Il panorama della sicurezza informatica è stato recentemente scosso dalla scoperta di una nuova botnet denominata ShadowV2, una minaccia in grado di offrire servizi DDoS-for-hire sfruttando vulnerabilità su container Docker mal configurati all’interno di server cloud Amazon Web Services (AWS). ShadowV2 si distingue per l’adozione di un malware scritto in Go che trasforma i sistemi infettati in nodi di attacco, coordinati da una struttura di comando e controllo (C2) realizzata in Python e ospitata su piattaforme come GitHub Codespaces.

Tecniche avanzate e modalità di attacco

Questa botnet si caratterizza per l’utilizzo di tecniche molto avanzate. Gli attaccanti impiegano, tra le altre cose, il metodo HTTP/2 Rapid Reset, il bypass del Cloudflare Under Attack Mode e potenti ondate di HTTP flood, dimostrando la capacità di combinare diverse strategie DDoS con exploit mirati.

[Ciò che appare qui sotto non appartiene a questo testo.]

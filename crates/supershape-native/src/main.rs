use clap::Parser;
use glam::DVec2;
use std::fmt::Write as _;
use std::path::PathBuf;
use std::time::Duration;
use supershape_core::{
    Engine, EngineConfig, FrameOutput, InputEvent, PhaseInit, ResetState, TuningPreset,
};

#[derive(Parser, Debug, Clone)]
#[command(
    name = "supershape-native",
    version,
    about = "Drive the supershape engine headlessly and export a frame as SVG"
)]
struct Args {
    /// Tuning preset: cinematic or arpeggio
    #[arg(long, default_value = "cinematic")]
    preset: String,

    /// Keys held at the start of the session, e.g. "qe"
    #[arg(long, default_value = "qw")]
    hold: String,

    /// Frames the keys stay held before release
    #[arg(long, default_value_t = 240)]
    hold_frames: u32,

    /// Total frames to run
    #[arg(long, default_value_t = 600)]
    frames: u32,

    /// Extra shapes added before the first frame
    #[arg(long, default_value_t = 2)]
    shapes: u32,

    /// Seed for initial phases; zero phases when omitted
    #[arg(long)]
    seed: Option<u64>,

    #[arg(long, default_value_t = 800.0)]
    width: f64,

    #[arg(long, default_value_t = 600.0)]
    height: f64,

    /// Write the last frame here as SVG
    #[arg(long)]
    svg: Option<PathBuf>,
}

const FRAME_DT: Duration = Duration::from_micros(16_667);

fn main() -> anyhow::Result<()> {
    env_logger::builder()
        .filter_level(log::LevelFilter::Info)
        .init();

    let args = Args::parse();
    let preset = TuningPreset::parse(&args.preset.to_ascii_lowercase())
        .ok_or_else(|| anyhow::anyhow!("unknown preset '{}'", args.preset))?;
    let phase_init = args.seed.map(PhaseInit::Seeded).unwrap_or(PhaseInit::Zero);
    let config = EngineConfig::from_preset(preset).with_phase_init(phase_init);
    let mut engine = Engine::new(config, args.width, args.height)?;

    for _ in 0..args.shapes {
        engine.push_event(InputEvent::AddShape);
    }
    let held: Vec<_> = args
        .hold
        .chars()
        .filter_map(|c| {
            let id = engine.control_for_key(c);
            if id.is_none() {
                log::warn!("[script] key '{}' is not bound in preset {}", c, preset.name());
            }
            id
        })
        .collect();
    for &id in &held {
        engine.push_event(InputEvent::Press(id));
    }

    let mut last: Option<FrameOutput> = None;
    let mut settled_at = None;
    for frame in 0..args.frames {
        if frame == args.hold_frames {
            for &id in &held {
                engine.push_event(InputEvent::Release(id));
            }
            log::info!("[script] frame {}: released {} keys", frame, held.len());
        }
        let out = engine.tick(FRAME_DT);
        if frame % 60 == 0 {
            log::info!(
                "[frame {:>4}] active={} strokes={} color={} reset={:?}",
                frame,
                out.active,
                out.strokes.len(),
                out.strokes.first().map(|s| s.color.to_hex()).unwrap_or_default(),
                engine.reset_state()
            );
        }
        if frame > args.hold_frames
            && settled_at.is_none()
            && engine.reset_state() == ResetState::Idle
            && engine.reset_controller().is_settled()
        {
            settled_at = Some(frame);
            log::info!("[script] frame {}: shapes back at baseline", frame);
        }
        last = Some(out);
    }

    if let (Some(path), Some(frame)) = (&args.svg, &last) {
        let svg = frame_to_svg(frame, args.width, args.height);
        std::fs::write(path, svg)?;
        log::info!("[svg] wrote {}", path.display());
    }
    Ok(())
}

fn frame_to_svg(frame: &FrameOutput, width: f64, height: f64) -> String {
    let m = frame.view.affine();
    let mut out = String::new();
    _ = writeln!(
        out,
        r#"<svg xmlns="http://www.w3.org/2000/svg" width="{w}" height="{h}" viewBox="0 0 {w} {h}">"#,
        w = width,
        h = height
    );
    _ = writeln!(out, r#"<rect width="100%" height="100%" fill="black"/>"#);
    for stroke in &frame.strokes {
        let points: Vec<String> = stroke
            .points
            .iter()
            .map(|&p| {
                let s: DVec2 = m.transform_point2(p);
                format!("{:.2},{:.2}", s.x, s.y)
            })
            .collect();
        _ = writeln!(
            out,
            r#"<polygon points="{}" fill="none" stroke="{}" stroke-width="{:.3}"/>"#,
            points.join(" "),
            stroke.color,
            stroke.stroke_width * frame.view.zoom
        );
    }
    out.push_str("</svg>\n");
    out
}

L’elemento innovativo della campagna risiede nel modulo spreader in Python che compromette i daemon Docker, soprattutto quelli attivi su AWS EC2, mentre il trojan Go-based consente l’esecuzione di comandi e la comunicazione tramite protocollo HTTP.

Procedura di compromissione e persistenza

A differenza di molte campagne simili, ShadowV2 non si limita a scaricare immagini Docker personalizzate, ma avvia un container generico Ubuntu e installa gli strumenti necessari al suo interno. Successivamente, da questa configurazione viene creato e lanciato il vero container malevolo. Secondo gli analisti, questa procedura potrebbe essere stata scelta per ridurre la presenza di tracce forensi sul sistema vittima.

Comunicazione, evasione e funzionalità C2

Il malware si connette regolarmente al server C2 per inviare segnali di heartbeat e ricevere nuovi comandi. Include inoltre funzioni per attacchi HTTP/2 Rapid Reset e per eludere le protezioni Cloudflare, ad esempio risolvendo le sfide JavaScript attraverso strumenti come ChromeDP, anche se la riuscita di tale bypass non è garantita per via dei controlli anti-bot sui browser headless.

Gestione e modularità della piattaforma

L’infrastruttura C2 sfrutta FastAPI e Pydantic, offrendo una interfaccia gestionale avanzata: gli operatori possono gestire utenti, configurare i tipi di attacco, definire endpoint da colpire ed escludere specifici siti. Questa modularità e la ricca API evidenziano come ShadowV2 sia pensata come piattaforma “cybercrime-as-a-service”, confermando la crescente sofisticazione delle minacce cloud.

Implicazioni e rischi per il cloud

Il contesto di ShadowV2 si inserisce in una fase storica in cui botnet sempre più potenti sfruttano vulnerabilità note per lanciare attacchi senza precedenti contro sistemi esposti su Internet, con record di traffico DDoS ormai superiori ai 20 terabit al secondo. La difesa delle infrastrutture cloud e la corretta configurazione di Docker rimangono oggi più che mai prioritarie.